#### THE TASK
Reproduce the records exactly.

#### DATA SHOWN

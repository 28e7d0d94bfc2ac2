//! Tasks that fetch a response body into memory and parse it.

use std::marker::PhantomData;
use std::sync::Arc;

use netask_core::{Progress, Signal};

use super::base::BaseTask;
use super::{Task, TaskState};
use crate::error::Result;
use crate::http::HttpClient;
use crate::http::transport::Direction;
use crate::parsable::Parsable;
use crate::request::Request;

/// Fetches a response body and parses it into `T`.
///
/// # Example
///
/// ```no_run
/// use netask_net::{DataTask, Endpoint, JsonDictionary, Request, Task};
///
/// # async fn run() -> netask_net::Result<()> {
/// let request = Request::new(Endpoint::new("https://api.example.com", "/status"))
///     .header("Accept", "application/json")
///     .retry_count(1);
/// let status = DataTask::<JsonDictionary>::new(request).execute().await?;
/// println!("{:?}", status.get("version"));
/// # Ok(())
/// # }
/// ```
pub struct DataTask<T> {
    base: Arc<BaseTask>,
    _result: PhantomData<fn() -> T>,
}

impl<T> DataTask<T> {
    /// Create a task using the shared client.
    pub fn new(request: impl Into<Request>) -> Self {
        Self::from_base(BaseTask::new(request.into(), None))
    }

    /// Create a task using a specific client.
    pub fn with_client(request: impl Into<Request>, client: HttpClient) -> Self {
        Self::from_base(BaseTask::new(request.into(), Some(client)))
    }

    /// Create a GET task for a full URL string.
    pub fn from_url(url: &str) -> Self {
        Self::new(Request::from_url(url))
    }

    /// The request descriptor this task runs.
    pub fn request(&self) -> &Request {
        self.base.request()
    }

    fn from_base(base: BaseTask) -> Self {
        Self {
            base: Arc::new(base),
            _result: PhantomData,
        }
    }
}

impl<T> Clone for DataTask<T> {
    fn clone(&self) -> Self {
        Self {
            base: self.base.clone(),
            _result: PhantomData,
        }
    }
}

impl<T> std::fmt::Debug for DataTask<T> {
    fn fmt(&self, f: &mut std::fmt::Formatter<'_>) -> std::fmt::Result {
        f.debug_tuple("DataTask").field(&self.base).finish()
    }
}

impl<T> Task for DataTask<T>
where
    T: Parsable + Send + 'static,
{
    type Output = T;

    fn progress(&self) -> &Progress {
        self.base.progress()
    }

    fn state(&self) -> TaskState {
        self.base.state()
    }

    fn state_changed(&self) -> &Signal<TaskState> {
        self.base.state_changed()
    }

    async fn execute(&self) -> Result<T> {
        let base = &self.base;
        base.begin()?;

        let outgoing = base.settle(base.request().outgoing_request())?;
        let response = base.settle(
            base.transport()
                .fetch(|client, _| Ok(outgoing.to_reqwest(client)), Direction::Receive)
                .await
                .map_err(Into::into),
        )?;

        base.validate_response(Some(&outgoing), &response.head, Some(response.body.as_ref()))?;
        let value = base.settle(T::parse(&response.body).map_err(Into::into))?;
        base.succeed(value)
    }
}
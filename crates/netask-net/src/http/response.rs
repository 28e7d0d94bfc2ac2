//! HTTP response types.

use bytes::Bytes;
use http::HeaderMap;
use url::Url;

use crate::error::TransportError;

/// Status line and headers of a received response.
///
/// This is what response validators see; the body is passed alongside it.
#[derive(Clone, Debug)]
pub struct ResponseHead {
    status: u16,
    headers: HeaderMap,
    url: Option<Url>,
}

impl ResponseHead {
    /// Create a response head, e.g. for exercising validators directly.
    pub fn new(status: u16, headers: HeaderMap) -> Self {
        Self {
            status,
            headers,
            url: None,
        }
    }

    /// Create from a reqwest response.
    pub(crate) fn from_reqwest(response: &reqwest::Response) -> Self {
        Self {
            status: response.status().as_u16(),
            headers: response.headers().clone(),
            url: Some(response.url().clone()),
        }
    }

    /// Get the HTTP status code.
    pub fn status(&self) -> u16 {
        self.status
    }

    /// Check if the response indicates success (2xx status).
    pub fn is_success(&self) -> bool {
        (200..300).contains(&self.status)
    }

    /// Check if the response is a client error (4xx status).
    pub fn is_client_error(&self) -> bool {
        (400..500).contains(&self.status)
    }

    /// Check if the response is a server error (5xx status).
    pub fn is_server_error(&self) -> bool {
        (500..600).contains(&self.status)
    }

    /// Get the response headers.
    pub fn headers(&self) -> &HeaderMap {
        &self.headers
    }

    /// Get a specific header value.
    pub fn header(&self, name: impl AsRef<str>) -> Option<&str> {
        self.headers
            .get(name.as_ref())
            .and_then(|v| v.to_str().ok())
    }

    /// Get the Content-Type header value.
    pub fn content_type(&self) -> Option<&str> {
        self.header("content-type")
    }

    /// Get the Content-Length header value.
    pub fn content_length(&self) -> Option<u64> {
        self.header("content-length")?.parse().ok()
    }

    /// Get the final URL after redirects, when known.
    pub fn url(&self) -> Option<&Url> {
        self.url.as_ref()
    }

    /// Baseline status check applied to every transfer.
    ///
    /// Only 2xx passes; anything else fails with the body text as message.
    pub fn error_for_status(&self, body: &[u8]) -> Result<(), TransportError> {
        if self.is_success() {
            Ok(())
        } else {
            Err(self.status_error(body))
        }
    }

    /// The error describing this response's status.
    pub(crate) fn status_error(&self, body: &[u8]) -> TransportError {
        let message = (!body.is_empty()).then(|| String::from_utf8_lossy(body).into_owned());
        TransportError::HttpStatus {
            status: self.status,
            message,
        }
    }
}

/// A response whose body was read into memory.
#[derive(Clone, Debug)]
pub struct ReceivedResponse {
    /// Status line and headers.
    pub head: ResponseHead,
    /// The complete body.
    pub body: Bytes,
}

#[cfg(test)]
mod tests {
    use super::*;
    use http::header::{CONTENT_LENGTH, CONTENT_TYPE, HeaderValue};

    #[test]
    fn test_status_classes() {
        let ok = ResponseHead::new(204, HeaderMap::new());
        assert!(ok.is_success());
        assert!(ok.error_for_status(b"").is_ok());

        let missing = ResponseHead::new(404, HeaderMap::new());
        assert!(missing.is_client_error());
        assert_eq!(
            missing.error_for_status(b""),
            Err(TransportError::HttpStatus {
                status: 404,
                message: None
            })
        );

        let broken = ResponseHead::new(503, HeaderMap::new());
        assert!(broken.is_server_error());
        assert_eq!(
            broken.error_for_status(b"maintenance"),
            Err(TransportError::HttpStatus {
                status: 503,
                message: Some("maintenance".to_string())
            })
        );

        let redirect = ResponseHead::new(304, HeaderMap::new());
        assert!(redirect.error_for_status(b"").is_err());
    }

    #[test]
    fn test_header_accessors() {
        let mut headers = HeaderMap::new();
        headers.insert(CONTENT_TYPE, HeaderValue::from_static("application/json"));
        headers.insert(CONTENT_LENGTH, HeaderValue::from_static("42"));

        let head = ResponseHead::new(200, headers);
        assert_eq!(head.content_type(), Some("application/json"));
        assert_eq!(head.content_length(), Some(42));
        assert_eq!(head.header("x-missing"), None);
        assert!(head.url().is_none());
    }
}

#### ANSWER BOX
repository 28e7d0d94bfc2ac2
//! Tasks that fetch a response body into memory and parse it.

use std::marker::PhantomData;
use std::sync::Arc;

use netask_core::{Progress, Signal};

use super::base::BaseTask;
use super::{Task, TaskState};
use crate::error::Result;
use crate::http::HttpClient;
use crate::http::transport::Direction;
use crate::parsable::Parsable;
use crate::request::Request;

/// Fetches a response body and parses it into `T`.
///
/// # Example
///
/// ```no_run
/// use netask_net::{DataTask, Endpoint, JsonDictionary, Request, Task};
///
/// # async fn run() -> netask_net::Result<()> {
/// let request = Request::new(Endpoint::new("https://api.example.com", "/status"))
///     .header("Accept", "application/json")
///     .retry_count(1);
/// let status = DataTask::<JsonDictionary>::new(request).execute().await?;
/// println!("{:?}", status.get("version"));
/// # Ok(())
/// # }
/// ```
pub struct DataTask<T> {
    base: Arc<BaseTask>,
    _result: PhantomData<fn() -> T>,
}

impl<T> DataTask<T> {
    /// Create a task using the shared client.
    pub fn new(request: impl Into<Request>) -> Self {
        Self::from_base(BaseTask::new(request.into(), None))
    }

    /// Create a task using a specific client.
    pub fn with_client(request: impl Into<Request>, client: HttpClient) -> Self {
        Self::from_base(BaseTask::new(request.into(), Some(client)))
    }

    /// Create a GET task for a full URL string.
    pub fn from_url(url: &str) -> Self {
        Self::new(Request::from_url(url))
    }

    /// The request descriptor this task runs.
    pub fn request(&self) -> &Request {
        self.base.request()
    }

    fn from_base(base: BaseTask) -> Self {
        Self {
            base: Arc::new(base),
            _result: PhantomData,
        }
    }
}

impl<T> Clone for DataTask<T> {
    fn clone(&self) -> Self {
        Self {
            base: self.base.clone(),
            _result: PhantomData,
        }
    }
}

impl<T> std::fmt::Debug for DataTask<T> {
    fn fmt(&self, f: &mut std::fmt::Formatter<'_>) -> std::fmt::Result {
        f.debug_tuple("DataTask").field(&self.base).finish()
    }
}

impl<T> Task for DataTask<T>
where
    T: Parsable + Send + 'static,
{
    type Output = T;

    fn progress(&self) -> &Progress {
        self.base.progress()
    }

    fn state(&self) -> TaskState {
        self.base.state()
    }

    fn state_changed(&self) -> &Signal<TaskState> {
        self.base.state_changed()
    }

    async fn execute(&self) -> Result<T> {
        let base = &self.base;
        base.begin()?;

        let outgoing = base.settle(base.request().outgoing_request())?;
        let response = base.settle(
            base.transport()
                .fetch(|client, _| Ok(outgoing.to_reqwest(client)), Direction::Receive)
                .await
                .map_err(Into::into),
        )?;

        base.validate_response(Some(&outgoing), &response.head, Some(response.body.as_ref()))?;
        let value = base.settle(T::parse(&response.body).map_err(Into::into))?;
        base.succeed(value)
    }
}
filename crates/netask-net/src/http/response.rs
repository 28e7d0d94bfc2ac2
//! HTTP response types.

use bytes::Bytes;
use http::HeaderMap;
use url::Url;

use crate::error::TransportError;

/// Status line and headers of a received response.
///
/// This is what response validators see; the body is passed alongside it.
#[derive(Clone, Debug)]
pub struct ResponseHead {
    status: u16,
    headers: HeaderMap,
    url: Option<Url>,
}

impl ResponseHead {
    /// Create a response head, e.g. for exercising validators directly.
    pub fn new(status: u16, headers: HeaderMap) -> Self {
        Self {
            status,
            headers,
            url: None,
        }
    }

    /// Create from a reqwest response.
    pub(crate) fn from_reqwest(response: &reqwest::Response) -> Self {
        Self {
            status: response.status().as_u16(),
            headers: response.headers().clone(),
            url: Some(response.url().clone()),
        }
    }

    /// Get the HTTP status code.
    pub fn status(&self) -> u16 {
        self.status
    }

    /// Check if the response indicates success (2xx status).
    pub fn is_success(&self) -> bool {
        (200..300).contains(&self.status)
    }

    /// Check if the response is a client error (4xx status).
    pub fn is_client_error(&self) -> bool {
        (400..500).contains(&self.status)
    }

    /// Check if the response is a server error (5xx status).
    pub fn is_server_error(&self) -> bool {
        (500..600).contains(&self.status)
    }

    /// Get the response headers.
    pub fn headers(&self) -> &HeaderMap {
        &self.headers
    }

    /// Get a specific header value.
    pub fn header(&self, name: impl AsRef<str>) -> Option<&str> {
        self.headers
            .get(name.as_ref())
            .and_then(|v| v.to_str().ok())
    }

    /// Get the Content-Type header value.
    pub fn content_type(&self) -> Option<&str> {
        self.header("content-type")
    }

    /// Get the Content-Length header value.
    pub fn content_length(&self) -> Option<u64> {
        self.header("content-length")?.parse().ok()
    }

    /// Get the final URL after redirects, when known.
    pub fn url(&self) -> Option<&Url> {
        self.url.as_ref()
    }

    /// Baseline status check applied to every transfer.
    ///
    /// Only 2xx passes; anything else fails with the body text as message.
    pub fn error_for_status(&self, body: &[u8]) -> Result<(), TransportError> {
        if self.is_success() {
            Ok(())
        } else {
            Err(self.status_error(body))
        }
    }

    /// The error describing this response's status.
    pub(crate) fn status_error(&self, body: &[u8]) -> TransportError {
        let message = (!body.is_empty()).then(|| String::from_utf8_lossy(body).into_owned());
        TransportError::HttpStatus {
            status: self.status,
            message,
        }
    }
}

/// A response whose body was read into memory.
#[derive(Clone, Debug)]
pub struct ReceivedResponse {
    /// Status line and headers.
    pub head: ResponseHead,
    /// The complete body.
    pub body: Bytes,
}

#[cfg(test)]
mod tests {
    use super::*;
    use http::header::{CONTENT_LENGTH, CONTENT_TYPE, HeaderValue};

    #[test]
    fn test_status_classes() {
        let ok = ResponseHead::new(204, HeaderMap::new());
        assert!(ok.is_success());
        assert!(ok.error_for_status(b"").is_ok());

        let missing = ResponseHead::new(404, HeaderMap::new());
        assert!(missing.is_client_error());
        assert_eq!(
            missing.error_for_status(b""),
            Err(TransportError::HttpStatus {
                status: 404,
                message: None
            })
        );

        let broken = ResponseHead::new(503, HeaderMap::new());
        assert!(broken.is_server_error());
        assert_eq!(
            broken.error_for_status(b"maintenance"),
            Err(TransportError::HttpStatus {
                status: 503,
                message: Some("maintenance".to_string())
            })
        );

        let redirect = ResponseHead::new(304, HeaderMap::new());
        assert!(redirect.error_for_status(b"").is_err());
    }

    #[test]
    fn test_header_accessors() {
        let mut headers = HeaderMap::new();
        headers.insert(CONTENT_TYPE, HeaderValue::from_static("application/json"));
        headers.insert(CONTENT_LENGTH, HeaderValue::from_static("42"));

        let head = ResponseHead::new(200, headers);
        assert_eq!(head.content_type(), Some("application/json"));
        assert_eq!(head.content_length(), Some(42));
        assert_eq!(head.header("x-missing"), None);
        assert!(head.url().is_none());
    }
}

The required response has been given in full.